What is required:
For this task, copy the data that follows exactly, keeping every character.

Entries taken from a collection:
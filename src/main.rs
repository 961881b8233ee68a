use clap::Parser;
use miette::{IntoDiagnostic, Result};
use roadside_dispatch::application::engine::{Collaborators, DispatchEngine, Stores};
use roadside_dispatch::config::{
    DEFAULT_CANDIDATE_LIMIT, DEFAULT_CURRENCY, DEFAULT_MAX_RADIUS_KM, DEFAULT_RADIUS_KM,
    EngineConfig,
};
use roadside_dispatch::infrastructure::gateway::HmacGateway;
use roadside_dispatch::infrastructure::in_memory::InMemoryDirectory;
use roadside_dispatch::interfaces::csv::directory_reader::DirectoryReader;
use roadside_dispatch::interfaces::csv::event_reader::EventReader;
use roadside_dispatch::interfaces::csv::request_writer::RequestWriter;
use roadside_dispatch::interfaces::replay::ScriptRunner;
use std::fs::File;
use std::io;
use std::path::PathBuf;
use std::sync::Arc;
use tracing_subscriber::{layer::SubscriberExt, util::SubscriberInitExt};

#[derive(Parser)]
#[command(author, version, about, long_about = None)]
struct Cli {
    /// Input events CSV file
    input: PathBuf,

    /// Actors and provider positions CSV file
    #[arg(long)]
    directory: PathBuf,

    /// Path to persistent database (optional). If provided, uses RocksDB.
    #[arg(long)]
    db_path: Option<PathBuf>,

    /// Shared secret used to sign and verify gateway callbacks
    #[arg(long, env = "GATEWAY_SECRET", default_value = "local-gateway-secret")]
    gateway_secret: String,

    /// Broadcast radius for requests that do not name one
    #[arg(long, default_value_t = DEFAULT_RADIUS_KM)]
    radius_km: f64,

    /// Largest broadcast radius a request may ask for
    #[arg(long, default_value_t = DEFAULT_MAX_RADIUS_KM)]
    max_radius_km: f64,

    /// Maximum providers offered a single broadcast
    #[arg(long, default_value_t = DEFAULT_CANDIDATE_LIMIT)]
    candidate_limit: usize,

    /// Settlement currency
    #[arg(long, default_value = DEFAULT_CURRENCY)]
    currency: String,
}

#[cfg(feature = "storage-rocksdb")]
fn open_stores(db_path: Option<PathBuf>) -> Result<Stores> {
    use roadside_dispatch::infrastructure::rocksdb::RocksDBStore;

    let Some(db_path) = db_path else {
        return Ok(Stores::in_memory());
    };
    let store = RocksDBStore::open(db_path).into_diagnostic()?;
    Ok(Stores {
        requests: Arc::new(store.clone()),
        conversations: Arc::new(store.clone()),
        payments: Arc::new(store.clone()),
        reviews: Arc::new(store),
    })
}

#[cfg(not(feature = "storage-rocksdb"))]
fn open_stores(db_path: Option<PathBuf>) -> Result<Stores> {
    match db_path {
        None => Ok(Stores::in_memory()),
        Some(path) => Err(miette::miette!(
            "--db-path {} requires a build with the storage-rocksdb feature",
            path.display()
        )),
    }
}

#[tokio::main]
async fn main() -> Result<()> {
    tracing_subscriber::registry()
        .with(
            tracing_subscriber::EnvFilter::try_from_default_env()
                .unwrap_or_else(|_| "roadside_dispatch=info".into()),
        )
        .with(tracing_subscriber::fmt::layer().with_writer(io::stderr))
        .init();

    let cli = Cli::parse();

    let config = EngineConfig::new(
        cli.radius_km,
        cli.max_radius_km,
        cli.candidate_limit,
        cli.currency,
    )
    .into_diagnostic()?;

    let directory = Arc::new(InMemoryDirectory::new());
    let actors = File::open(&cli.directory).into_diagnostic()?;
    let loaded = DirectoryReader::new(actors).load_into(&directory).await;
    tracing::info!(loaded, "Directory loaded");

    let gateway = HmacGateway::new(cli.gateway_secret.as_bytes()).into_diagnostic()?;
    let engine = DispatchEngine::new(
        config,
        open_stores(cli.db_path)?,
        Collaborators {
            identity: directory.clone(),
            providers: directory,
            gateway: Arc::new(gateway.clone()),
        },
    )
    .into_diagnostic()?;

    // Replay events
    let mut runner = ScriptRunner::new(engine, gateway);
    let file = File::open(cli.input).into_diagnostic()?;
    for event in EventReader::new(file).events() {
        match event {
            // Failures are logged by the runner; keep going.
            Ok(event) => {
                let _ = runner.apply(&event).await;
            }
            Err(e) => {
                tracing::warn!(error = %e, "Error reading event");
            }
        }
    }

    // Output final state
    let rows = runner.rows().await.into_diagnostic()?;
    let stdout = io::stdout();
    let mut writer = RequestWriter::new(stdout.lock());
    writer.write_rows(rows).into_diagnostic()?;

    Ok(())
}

Answer to the problem:
filename src/main.rs
repository 961881b8233ee68a
use clap::Parser;
use miette::{IntoDiagnostic, Result};
use roadside_dispatch::application::engine::{Collaborators, DispatchEngine, Stores};
use roadside_dispatch::config::{
    DEFAULT_CANDIDATE_LIMIT, DEFAULT_CURRENCY, DEFAULT_MAX_RADIUS_KM, DEFAULT_RADIUS_KM,
    EngineConfig,
};
use roadside_dispatch::infrastructure::gateway::HmacGateway;
use roadside_dispatch::infrastructure::in_memory::InMemoryDirectory;
use roadside_dispatch::interfaces::csv::directory_reader::DirectoryReader;
use roadside_dispatch::interfaces::csv::event_reader::EventReader;
use roadside_dispatch::interfaces::csv::request_writer::RequestWriter;
use roadside_dispatch::interfaces::replay::ScriptRunner;
use std::fs::File;
use std::io;
use std::path::PathBuf;
use std::sync::Arc;
use tracing_subscriber::{layer::SubscriberExt, util::SubscriberInitExt};

#[derive(Parser)]
#[command(author, version, about, long_about = None)]
struct Cli {
    /// Input events CSV file
    input: PathBuf,

    /// Actors and provider positions CSV file
    #[arg(long)]
    directory: PathBuf,

    /// Path to persistent database (optional). If provided, uses RocksDB.
    #[arg(long)]
    db_path: Option<PathBuf>,

    /// Shared secret used to sign and verify gateway callbacks
    #[arg(long, env = "GATEWAY_SECRET", default_value = "local-gateway-secret")]
    gateway_secret: String,

    /// Broadcast radius for requests that do not name one
    #[arg(long, default_value_t = DEFAULT_RADIUS_KM)]
    radius_km: f64,

    /// Largest broadcast radius a request may ask for
    #[arg(long, default_value_t = DEFAULT_MAX_RADIUS_KM)]
    max_radius_km: f64,

    /// Maximum providers offered a single broadcast
    #[arg(long, default_value_t = DEFAULT_CANDIDATE_LIMIT)]
    candidate_limit: usize,

    /// Settlement currency
    #[arg(long, default_value = DEFAULT_CURRENCY)]
    currency: String,
}

#[cfg(feature = "storage-rocksdb")]
fn open_stores(db_path: Option<PathBuf>) -> Result<Stores> {
    use roadside_dispatch::infrastructure::rocksdb::RocksDBStore;

    let Some(db_path) = db_path else {
        return Ok(Stores::in_memory());
    };
    let store = RocksDBStore::open(db_path).into_diagnostic()?;
    Ok(Stores {
        requests: Arc::new(store.clone()),
        conversations: Arc::new(store.clone()),
        payments: Arc::new(store.clone()),
        reviews: Arc::new(store),
    })
}

#[cfg(not(feature = "storage-rocksdb"))]
fn open_stores(db_path: Option<PathBuf>) -> Result<Stores> {
    match db_path {
        None => Ok(Stores::in_memory()),
        Some(path) => Err(miette::miette!(
            "--db-path {} requires a build with the storage-rocksdb feature",
            path.display()
        )),
    }
}

#[tokio::main]
async fn main() -> Result<()> {
    tracing_subscriber::registry()
        .with(
            tracing_subscriber::EnvFilter::try_from_default_env()
                .unwrap_or_else(|_| "roadside_dispatch=info".into()),
        )
        .with(tracing_subscriber::fmt::layer().with_writer(io::stderr))
        .init();

    let cli = Cli::parse();

    let config = EngineConfig::new(
        cli.radius_km,
        cli.max_radius_km,
        cli.candidate_limit,
        cli.currency,
    )
    .into_diagnostic()?;

    let directory = Arc::new(InMemoryDirectory::new());
    let actors = File::open(&cli.directory).into_diagnostic()?;
    let loaded = DirectoryReader::new(actors).load_into(&directory).await;
    tracing::info!(loaded, "Directory loaded");

    let gateway = HmacGateway::new(cli.gateway_secret.as_bytes()).into_diagnostic()?;
    let engine = DispatchEngine::new(
        config,
        open_stores(cli.db_path)?,
        Collaborators {
            identity: directory.clone(),
            providers: directory,
            gateway: Arc::new(gateway.clone()),
        },
    )
    .into_diagnostic()?;

    // Replay events
    let mut runner = ScriptRunner::new(engine, gateway);
    let file = File::open(cli.input).into_diagnostic()?;
    for event in EventReader::new(file).events() {
        match event {
            // Failures are logged by the runner; keep going.
            Ok(event) => {
                let _ = runner.apply(&event).await;
            }
            Err(e) => {
                tracing::warn!(error = %e, "Error reading event");
            }
        }
    }

    // Output final state
    let rows = runner.rows().await.into_diagnostic()?;
    let stdout = io::stdout();
    let mut writer = RequestWriter::new(stdout.lock());
    writer.write_rows(rows).into_diagnostic()?;

    Ok(())
}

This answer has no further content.